* _Your instructions_:
What appears from the first line of the records below through the line containing "pub enum UsageError" must be reproduced verbatim.

* _Records shown_:

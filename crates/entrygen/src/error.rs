//! User-facing error types
//!
//! Configuration/usage errors are typed and recoverable: the generators
//! never terminate the process themselves. The top-level driver maps an
//! error onto an exit code via [`UsageError::exit_code`].

use thiserror::Error;

/// A configuration mistake the user has to fix before generation can
/// proceed. No partial fragment is produced alongside one of these.
#[derive(Debug, Clone, PartialEq, Eq, Error)]
pub enum UsageError {
    /// A requested plugin name did not resolve against the discovered
    /// plugin catalog.
    #[error("Can not find the plugin named by {name}. Available plugins: {}", .available.join(", "))]
    UnknownPlugin {
        /// The name that failed to resolve.
        name: String,
        /// Every plugin name the catalog knows about.
        available: Vec<String>,
    },
}

impl UsageError {
    /// Process exit code the driver should use for this error.
    pub fn exit_code(&self) -> i32 {
        match self {
            Self::UnknownPlugin { .. } => 2,
        }
    }
}

#[cfg(test)]
mod tests {
    use super::*;

    #[test]
    fn unknown_plugin_message_lists_available_names() {
        let err = UsageError::UnknownPlugin {
            name: "bogus".to_owned(),
            available: vec!["http".to_owned(), "mock".to_owned()],
        };
        let message = err.to_string();
        assert!(message.contains("bogus"));
        assert!(message.contains("http, mock"));
        assert_eq!(err.exit_code(), 2);
    }
}
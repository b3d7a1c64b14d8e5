//! Identifier allocation for generated import bindings
//!
//! One counter table per fragment-generation call, shared by every importer
//! participating in that call, so identifiers stay unique across channels.
//! Each importer additionally remembers bundle paths it has already bound,
//! so repeated references reuse the identifier instead of re-importing.

use crate::tagging::TagToken;
use crate::text::{camelize, ensure_path_quote};
use crate::types::{FxIndexMap, ImportStyle};

/// Shared counter table disambiguating identifier bases.
#[derive(Debug, Default)]
pub struct IdentifierCounter {
    counts: FxIndexMap<String, usize>,
}

impl IdentifierCounter {
    /// Empty counter table.
    pub fn new() -> Self {
        Self::default()
    }

    /// Pre-seed base names so later allocations cannot collide with them
    /// (used for the fragment's own binding name).
    pub fn seeded(names: &[&str]) -> Self {
        let mut counter = Self::default();
        for name in names {
            counter.counts.insert((*name).to_owned(), 1);
        }
        counter
    }

    /// Mint the next identifier for `hint`, falling back to the importer's
    /// namespace tag. The first allocation of a base is the bare base;
    /// subsequent allocations carry a numeric suffix.
    pub fn make(&mut self, hint: Option<&str>, namespace_tag: &str) -> String {
        let mut base = hint.map(camelize).unwrap_or_default();
        if base.is_empty() {
            base = camelize(namespace_tag);
        }
        if base.chars().next().is_some_and(|c| c.is_ascii_digit()) {
            base.insert(0, '_');
        }
        let count = self.counts.entry(base.clone()).or_insert(0);
        let identifier = if *count == 0 {
            base
        } else {
            format!("{base}{count}")
        };
        *count += 1;
        identifier
    }
}

/// Collects import declarations and hands out tagged identifiers for module
/// references: one declaration per distinct bundle path, the identifier
/// reused on every later reference.
#[derive(Debug)]
pub struct BundleImporter {
    tag: TagToken,
    style: ImportStyle,
    namespace_tag: String,
    identifiers: FxIndexMap<String, String>,
    imports: Vec<String>,
}

impl BundleImporter {
    /// New importer for one semantic channel.
    pub fn new(tag: TagToken, style: ImportStyle, namespace_tag: &str) -> Self {
        Self {
            tag,
            style,
            namespace_tag: namespace_tag.to_owned(),
            identifiers: FxIndexMap::default(),
            imports: Vec::new(),
        }
    }

    /// This channel's tag token.
    pub fn tag(&self) -> &TagToken {
        &self.tag
    }

    /// Import declarations collected so far, in first-reference order.
    pub fn imports(&self) -> &[String] {
        &self.imports
    }

    /// Tagged identifier for `bundle`; empty when there is no bundle path.
    /// The first reference to a path queues its import declaration.
    pub fn import(
        &mut self,
        counter: &mut IdentifierCounter,
        bundle: Option<&str>,
        namespace: Option<&str>,
    ) -> String {
        let Some(bundle) = bundle else {
            return String::new();
        };
        let bundle_path = ensure_path_quote(bundle);
        if let Some(declared) = self.identifiers.get(&bundle_path) {
            return self.tag.wrap(declared);
        }
        let identifier = counter.make(namespace, &self.namespace_tag);
        log::debug!("bound {identifier} to bundle '{bundle_path}'");
        self.imports.push(match self.style {
            ImportStyle::Static => format!("import {identifier} from '{bundle_path}'\n"),
            ImportStyle::DynamicChunk => {
                format!("const {identifier}=()=>import('{bundle_path}')\n")
            }
        });
        let tagged = self.tag.wrap(&identifier);
        self.identifiers.insert(bundle_path, identifier);
        tagged
    }
}

#[cfg(test)]
mod tests {
    use pretty_assertions::assert_eq;

    use super::*;

    fn importer(style: ImportStyle) -> BundleImporter {
        BundleImporter::new(TagToken::new(1_000_000_000), style, "comp")
    }

    #[test]
    fn counter_disambiguates_repeated_bases() {
        let mut counter = IdentifierCounter::new();
        assert_eq!(counter.make(Some("home"), "comp"), "home");
        assert_eq!(counter.make(Some("home"), "comp"), "home1");
        assert_eq!(counter.make(Some("home"), "comp"), "home2");
        assert_eq!(counter.make(None, "comp"), "comp");
    }

    #[test]
    fn counter_seeding_protects_binding_names() {
        let mut counter = IdentifierCounter::seeded(&["routerOptions"]);
        assert_eq!(counter.make(Some("routerOptions"), "comp"), "routerOptions1");
    }

    #[test]
    fn counter_sanitizes_hints() {
        let mut counter = IdentifierCounter::new();
        assert_eq!(counter.make(Some("my-page"), "comp"), "myPage");
        assert_eq!(counter.make(Some("404"), "comp"), "_404");
        assert_eq!(counter.make(Some("---"), "router"), "router");
    }

    #[test]
    fn distinct_paths_get_distinct_declarations() {
        let mut counter = IdentifierCounter::new();
        let mut imports = importer(ImportStyle::Static);
        let a = imports.import(&mut counter, Some("src/pages/a.vue"), Some("a"));
        let b = imports.import(&mut counter, Some("src/pages/b.vue"), Some("b"));
        assert_ne!(a, b);
        assert_eq!(imports.imports().len(), 2);
        assert_eq!(imports.imports()[0], "import a from 'src/pages/a.vue'\n");
    }

    #[test]
    fn repeated_paths_reuse_the_identifier() {
        let mut counter = IdentifierCounter::new();
        let mut imports = importer(ImportStyle::Static);
        let first = imports.import(&mut counter, Some("src/pages/a.vue"), Some("a"));
        let again = imports.import(&mut counter, Some("src/pages/a.vue"), Some("other"));
        assert_eq!(first, again);
        assert_eq!(imports.imports().len(), 1);
    }

    #[test]
    fn dynamic_style_defers_the_import() {
        let mut counter = IdentifierCounter::new();
        let mut imports = importer(ImportStyle::DynamicChunk);
        imports.import(&mut counter, Some("src/pages/a.vue"), Some("a"));
        assert_eq!(
            imports.imports()[0],
            "const a=()=>import('src/pages/a.vue')\n"
        );
    }

    #[test]
    fn missing_bundle_yields_empty_reference() {
        let mut counter = IdentifierCounter::new();
        let mut imports = importer(ImportStyle::Static);
        assert_eq!(imports.import(&mut counter, None, Some("a")), "");
        assert!(imports.imports().is_empty());
    }
}
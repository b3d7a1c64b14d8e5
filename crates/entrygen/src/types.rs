//! Shared type definitions for the entrygen crate
//!
//! This module contains common types used across multiple components of the
//! synthesizer, ensuring consistency and avoiding circular dependencies.

use std::hash::BuildHasherDefault;

use indexmap::{IndexMap, IndexSet};
use rustc_hash::FxHasher;

/// Type alias for FxHasher-based IndexMap
///
/// Insertion order is load-bearing throughout the crate: import declarations
/// must appear in first-reference order and serialized route keys must keep
/// a stable order.
pub type FxIndexMap<K, V> = IndexMap<K, V, BuildHasherDefault<FxHasher>>;

/// Type alias for FxHasher-based IndexSet
pub type FxIndexSet<T> = IndexSet<T, BuildHasherDefault<FxHasher>>;

/// How a module reference is bound in generated source.
#[derive(Debug, Clone, Copy, PartialEq, Eq)]
pub enum ImportStyle {
    /// `import x from 'path'`
    Static,
    /// `const x=()=>import('path')` — deferred to a dynamically-loaded chunk
    DynamicChunk,
}

impl ImportStyle {
    /// Component references follow the code-splitting flag; route-collection
    /// bundles are always static.
    pub fn from_code_splitting(code_splitting: bool) -> Self {
        if code_splitting {
            Self::DynamicChunk
        } else {
            Self::Static
        }
    }
}

#[cfg(test)]
mod tests {
    use super::*;

    #[test]
    fn import_style_follows_code_splitting() {
        assert_eq!(
            ImportStyle::from_code_splitting(true),
            ImportStyle::DynamicChunk
        );
        assert_eq!(ImportStyle::from_code_splitting(false), ImportStyle::Static);
    }
}
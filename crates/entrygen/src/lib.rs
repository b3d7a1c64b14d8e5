//! Entry code synthesis for application bootstrap source
//!
//! Given an in-memory description of an application's composition — entry
//! module, store/router capability flags, plugin list, and a route tree
//! produced by an external file-system scanner — the generators in this
//! crate emit the textual module fragments a downstream bundler compiles
//! into the application's bootstrap code:
//!
//! - [`generators::import_app_launcher`] — application-factory import
//! - [`generators::import_global_main`] — conventional entry-module import
//! - [`generators::import_plugin_bundles`] — plugin imports + array binding
//! - [`generators::import_router_options`] — the router-options literal
//!
//! The route-options compiler is the heart of the crate: it serializes the
//! route tree into a source literal, deduplicating identifiers for repeated
//! module references, optionally flattening nested routing, and splicing
//! raw code spans (import identifiers, spread expressions, utility
//! references) through quasi-quotation tag channels. See the module docs on
//! [`tagging`] for the technique.
//!
//! Every call owns its own identifier counters, tag tokens and import
//! collections; the only shared values are the caller-constructed
//! [`packages::RuntimePaths`] and [`packages::PluginCatalog`], which are
//! immutable after construction.

pub mod config;
pub mod error;
pub mod flatten;
pub mod generators;
pub mod identifiers;
pub mod packages;
pub mod routes;
pub mod tagging;
pub mod text;
pub mod types;

pub use config::{AppConfig, NestedRoutes, PropsMode};
pub use error::UsageError;
pub use generators::{
    RouterOptionsParams, import_app_launcher, import_global_main, import_plugin_bundles,
    import_router_options,
};
pub use packages::{PluginCatalog, RuntimePaths};
pub use routes::{BundleRef, PropsSpec, RouteNode};
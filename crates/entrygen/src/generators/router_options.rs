//! Router-options fragment: the route-options compiler
//!
//! Serializes the scanned route tree into the router-options source literal:
//! flattening per the configured nesting mode, deduplicating identifiers for
//! repeated module references, and splicing raw code spans (identifiers,
//! spreads, utility references) through the quasi-quotation tag channels.

use serde_json::Value;

use super::replacer::{RouteReplacer, TO_ARRAY_UTIL, json_quote};
use crate::config::AppConfig;
use crate::flatten::{FlattenMode, RouteSorter, to_flatten_routes};
use crate::routes::RouteNode;
use crate::tagging::{TagToken, splice_marker_objects, spread_tagged, unquote_tagged};

/// Inputs for [`import_router_options`].
#[derive(Debug)]
pub struct RouterOptionsParams<'a> {
    /// Scanned route tree; `None` short-circuits to the sentinel binding.
    pub route_tree: Option<&'a RouteNode>,
    /// Application configuration bundle.
    pub config: &'a AppConfig,
    /// Base public path embedded into the options literal.
    pub public_path: &'a str,
    /// Binding name; defaults to `routerOptions`.
    pub import_name: Option<&'a str>,
    /// Child-ordering utility from the route scanner, applied to re-sorted
    /// manually-nested subtrees.
    pub sorter: Option<RouteSorter>,
}

/// Compile the router-options fragment.
pub fn import_router_options(params: &RouterOptionsParams<'_>) -> String {
    let import_name = params.import_name.unwrap_or("routerOptions");
    let config = params.config;

    let (Some(route_tree), true) = (params.route_tree, config.use_router) else {
        return format!("const {import_name}=undefined\n");
    };

    let mode = FlattenMode::from_nested_routes(config.nested_routes);

    // One fresh token per semantic channel.
    let tag_routes = TagToken::new(1_000_000_000);
    let tag_component = TagToken::new(10_000_000_000);
    let tag_object = TagToken::new(100_000_000_000);
    let tag_flatten = TagToken::new(1_000_000_000_000);
    let marker_key = tag_flatten.wrap("[Routes]");

    let mut replacer = RouteReplacer::new(
        import_name,
        config,
        tag_routes,
        tag_component,
        tag_object,
        marker_key,
    );

    let mut root_route = if mode.is_flatten() {
        let flattened = to_flatten_routes(route_tree, mode, params.sorter);
        log::debug!("flattened route tree into {} routes", flattened.len());
        let items: Vec<Value> = flattened
            .iter()
            .map(|route| replacer.route_value(route))
            .collect();
        serde_json::to_string(&Value::Array(items))
            .expect("route literal serialization cannot fail")
    } else {
        serde_json::to_string(&replacer.route_value(route_tree))
            .expect("route literal serialization cannot fail")
    };

    if replacer.to_array_minted() {
        root_route = spread_tagged(&root_route, replacer.route_importer.tag(), TO_ARRAY_UTIL);
    }
    root_route = unquote_tagged(&root_route, replacer.component_importer.tag(), &['\'', '"', '`']);
    root_route = unquote_tagged(&root_route, &replacer.tag_object, &['\'', '"']);

    let routes = if mode.is_flatten() {
        splice_marker_objects(&root_route, &replacer.marker_key)
    } else {
        format!("[{root_route}]")
    };

    let mut fragment = replacer.utility_lines();
    fragment.push("// router\n".to_owned());
    fragment.extend(replacer.route_importer.imports().iter().cloned());
    fragment.push("// component\n".to_owned());
    fragment.extend(replacer.component_importer.imports().iter().cloned());
    fragment.push("// router options\n".to_owned());

    let router_options = format!(
        "{{mode:{},base:{},routes:{}}}",
        json_quote(&config.router_mode),
        json_quote(params.public_path),
        routes
    );
    fragment.push(format!("const {import_name}={router_options}\n"));

    fragment.join("\n")
}
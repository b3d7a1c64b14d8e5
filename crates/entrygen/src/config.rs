//! Build configuration consumed by the fragment generators
//!
//! The configuration bundle is assembled by the caller (config loading lives
//! outside this crate) and passed by reference into every generator call.

use serde::Deserialize;

/// Nested-routing mode requested by the application configuration.
///
/// `auto` keeps the scanned tree nested (the router nests natively),
/// `none` flattens every route, `manual` flattens but honors subtrees the
/// scanner marked as manually nested.
#[derive(Debug, Clone, Copy, PartialEq, Eq, Default, Deserialize)]
#[serde(rename_all = "lowercase")]
pub enum NestedRoutes {
    /// Keep the tree nested.
    #[default]
    Auto,
    /// Flatten, honoring `manual_nested` subtrees.
    Manual,
    /// Flatten everything.
    None,
}

/// Prop-mapping mode for generated route records.
#[derive(Debug, Clone, Copy, PartialEq, Eq, Default, Deserialize)]
#[serde(rename_all = "lowercase")]
pub enum PropsMode {
    /// Drop `props` from generated routes entirely.
    #[default]
    None,
    /// Route params map to props natively; emit `props:true` as-is.
    Params,
    /// Map query values onto props through a shared helper.
    Query,
    /// Map params and query values onto props through a shared helper.
    All,
}

/// Application composition flags handed to the generators.
#[derive(Debug, Clone, Deserialize)]
#[serde(default, rename_all = "camelCase")]
pub struct AppConfig {
    /// State-management capability flag.
    pub use_store: bool,
    /// Router capability flag.
    pub use_router: bool,
    /// Nested-routing mode, see [`NestedRoutes`].
    pub nested_routes: NestedRoutes,
    /// Router history mode string, embedded verbatim into the options
    /// literal (`"hash"`, `"history"`, …).
    pub router_mode: String,
    /// Defer component imports to dynamically-loaded chunks.
    pub code_splitting: bool,
    /// Prop-mapping mode, see [`PropsMode`].
    pub map_props: PropsMode,
    /// Comma-separated plugin names to bundle.
    pub plugins: String,
    /// Conventional entry-module path, relative to the project root.
    pub module_entry: Option<String>,
    /// Production builds drop development-only diagnostic fields from the
    /// generated routes.
    pub production: bool,
}

impl Default for AppConfig {
    fn default() -> Self {
        Self {
            use_store: false,
            use_router: false,
            nested_routes: NestedRoutes::default(),
            router_mode: "hash".to_owned(),
            code_splitting: false,
            map_props: PropsMode::default(),
            plugins: String::new(),
            module_entry: None,
            production: false,
        }
    }
}

/// Derive the production flag from the conventional environment signal.
pub fn production_from_env() -> bool {
    std::env::var("NODE_ENV").is_ok_and(|value| value == "production")
}
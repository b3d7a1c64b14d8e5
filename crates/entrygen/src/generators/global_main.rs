//! Global-main fragment
//!
//! Imports the conventional entry module when it exists; otherwise binds the
//! explicit `undefined` sentinel so downstream code can branch on absence
//! without a reference error.

use crate::config::AppConfig;
use crate::packages::RuntimePaths;
use crate::text::{EOL, ensure_path_quote};

/// Emit the global-main import, or the `undefined` sentinel binding when no
/// entry file is present.
pub fn import_global_main(
    config: &AppConfig,
    paths: &RuntimePaths,
    import_name: Option<&str>,
) -> String {
    let import_name = import_name.unwrap_or("globalMain");

    let entry = config.module_entry.as_deref().unwrap_or("src/main.js");
    let global_main_file = paths.abs_path(entry);

    let mut fragment = vec![format!("// main.js{EOL}")];
    if global_main_file.exists() {
        fragment.push(format!(
            "import {import_name} from '{}'{EOL}",
            ensure_path_quote(&global_main_file.to_string_lossy())
        ));
    } else {
        fragment.push(format!("const {import_name}=undefined{EOL}"));
    }
    fragment.join(EOL)
}
//! Structured serializer + replacer for route records
//!
//! Routes are lowered to a generic JSON value tree in which code spans —
//! import identifiers, utility references — are tag-wrapped strings. The
//! generic serializer then quotes everything uniformly, and the final text
//! passes in `tagging` strip the marks back off. Only allowlisted route
//! properties survive the lowering; scanner bookkeeping fields never reach
//! the generated source.

use serde_json::{Map, Value};

use crate::config::{AppConfig, PropsMode};
use crate::identifiers::{BundleImporter, IdentifierCounter};
use crate::routes::{PropsSpec, RouteNode};
use crate::tagging::{TagToken, escape_object_string};
use crate::types::ImportStyle;

/// Shared prop-mapping utility identifier.
pub(crate) const MAP_PROPS_UTIL: &str = "mapRouteParamsToProps";
/// Shared array-coercion utility identifier.
pub(crate) const TO_ARRAY_UTIL: &str = "toArray";

/// JSON-quote a plain string for embedding in generated source.
pub(crate) fn json_quote(value: &str) -> String {
    serde_json::to_string(value).expect("string serialization cannot fail")
}

/// Per-invocation serializer state: importers, tag channels and lazily
/// minted utility declarations.
#[derive(Debug)]
pub(crate) struct RouteReplacer {
    pub(crate) counter: IdentifierCounter,
    pub(crate) route_importer: BundleImporter,
    pub(crate) component_importer: BundleImporter,
    pub(crate) tag_object: TagToken,
    pub(crate) marker_key: String,
    map_props: PropsMode,
    production: bool,
    map_props_code: Option<String>,
    to_array_code: Option<String>,
}

impl RouteReplacer {
    pub(crate) fn new(
        import_name: &str,
        config: &AppConfig,
        tag_routes: TagToken,
        tag_component: TagToken,
        tag_object: TagToken,
        marker_key: String,
    ) -> Self {
        Self {
            counter: IdentifierCounter::seeded(&[import_name]),
            route_importer: BundleImporter::new(tag_routes, ImportStyle::Static, "router"),
            component_importer: BundleImporter::new(
                tag_component,
                ImportStyle::from_code_splitting(config.code_splitting),
                "comp",
            ),
            tag_object,
            marker_key,
            map_props: config.map_props,
            production: config.production,
            map_props_code: None,
            to_array_code: None,
        }
    }

    /// Lower one route record into the serializable value tree. Keys appear
    /// in allowlist order; everything not allowlisted is dropped here.
    pub(crate) fn route_value(&mut self, route: &RouteNode) -> Value {
        let mut map = Map::new();

        if let Some(path) = &route.path {
            map.insert("path".to_owned(), Value::String(path.clone()));
        }
        if let Some(name) = &route.name {
            map.insert("name".to_owned(), Value::String(name.clone()));
        }
        if let Some(component) = &route.component {
            let reference = self.component_importer.import(
                &mut self.counter,
                component.bundle.as_deref(),
                component.namespace.as_deref(),
            );
            map.insert("component".to_owned(), Value::String(reference));
        }
        if let Some(components) = &route.components {
            let mut inner = Map::new();
            for (view, reference) in components {
                let code = self.component_importer.import(
                    &mut self.counter,
                    reference.bundle.as_deref(),
                    reference.namespace.as_deref(),
                );
                inner.insert(view.clone(), Value::String(code));
            }
            let json = serde_json::to_string(&Value::Object(inner))
                .expect("component map serialization cannot fail");
            map.insert(
                "components".to_owned(),
                Value::String(escape_object_string(
                    &json,
                    &self.tag_object,
                    self.component_importer.tag(),
                )),
            );
        }
        if let Some(children) = route.children.as_deref()
            && !children.is_empty()
        {
            let items: Vec<Value> = children.iter().map(|child| self.child_value(child)).collect();
            map.insert("children".to_owned(), Value::Array(items));
        }
        if !matches!(self.map_props, PropsMode::None)
            && let Some(props) = &route.props
        {
            map.insert("props".to_owned(), self.props_value(props));
        }
        if let Some(redirect) = &route.redirect {
            map.insert("redirect".to_owned(), Value::String(redirect.clone()));
        }
        if let Some(alias) = &route.alias {
            map.insert("alias".to_owned(), Value::String(alias.clone()));
        }
        if !self.production
            && let Some(file_path) = &route.file_path
        {
            map.insert("filePath".to_owned(), Value::String(file_path.clone()));
        }
        if let Some(marker) = route.flatten_routes.as_deref()
            && !marker.is_empty()
        {
            let items: Vec<Value> = marker
                .iter()
                .map(|reference| {
                    self.mint_to_array();
                    Value::String(self.route_importer.import(
                        &mut self.counter,
                        reference.bundle.as_deref(),
                        reference.namespace.as_deref(),
                    ))
                })
                .collect();
            map.insert(self.marker_key.clone(), Value::Array(items));
        }

        Value::Object(map)
    }

    /// A bundle-only child collapses to a tagged route reference the
    /// post-processing pass turns into a spread; anything else recurses.
    fn child_value(&mut self, child: &RouteNode) -> Value {
        if child.bundle.is_some() {
            self.mint_to_array();
            Value::String(self.route_importer.import(
                &mut self.counter,
                child.bundle.as_deref(),
                child.namespace.as_deref(),
            ))
        } else {
            self.route_value(child)
        }
    }

    fn props_value(&mut self, props: &PropsSpec) -> Value {
        match props {
            PropsSpec::Flag(true) => Value::String(self.props_code()),
            PropsSpec::Flag(false) => Value::String(self.tag_object.wrap("false")),
            PropsSpec::Map(views) => {
                let code = self.props_code();
                let mut inner = Map::new();
                for view in views.keys() {
                    inner.insert(view.clone(), Value::String(code.clone()));
                }
                let json = serde_json::to_string(&Value::Object(inner))
                    .expect("props map serialization cannot fail");
                Value::String(escape_object_string(
                    &json,
                    &self.tag_object,
                    self.component_importer.tag(),
                ))
            }
        }
    }

    /// Tagged reference replacing a `props` requirement. In `params` mode
    /// the router maps params natively and the literal `true` suffices;
    /// otherwise the shared utility is referenced and its declaration
    /// queued on first use.
    fn props_code(&mut self) -> String {
        if matches!(self.map_props, PropsMode::Params) {
            return self.component_importer.tag().wrap("true");
        }
        if self.map_props_code.is_none() {
            self.map_props_code = Some(match self.map_props {
                PropsMode::Query => {
                    format!("const {MAP_PROPS_UTIL}=({{query}})=>({{...query}})\n")
                }
                _ => format!("const {MAP_PROPS_UTIL}=({{params,query}})=>({{...params,...query}})\n"),
            });
        }
        self.component_importer.tag().wrap(MAP_PROPS_UTIL)
    }

    fn mint_to_array(&mut self) {
        if self.to_array_code.is_none() {
            self.to_array_code =
                Some(format!("const {TO_ARRAY_UTIL}=(arr)=>Array.isArray(arr)?arr:[]\n"));
        }
    }

    pub(crate) fn to_array_minted(&self) -> bool {
        self.to_array_code.is_some()
    }

    /// Queued utility declarations, prop-mapping helper first.
    pub(crate) fn utility_lines(&self) -> Vec<String> {
        self.map_props_code
            .iter()
            .chain(self.to_array_code.iter())
            .cloned()
            .collect()
    }
}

* _Task response_:
filename crates/entrygen/src/error.rs
//! User-facing error types
//!
//! Configuration/usage errors are typed and recoverable: the generators
//! never terminate the process themselves. The top-level driver maps an
//! error onto an exit code via [`UsageError::exit_code`].

use thiserror::Error;

/// A configuration mistake the user has to fix before generation can
/// proceed. No partial fragment is produced alongside one of these.
#[derive(Debug, Clone, PartialEq, Eq, Error)]
pub enum UsageError {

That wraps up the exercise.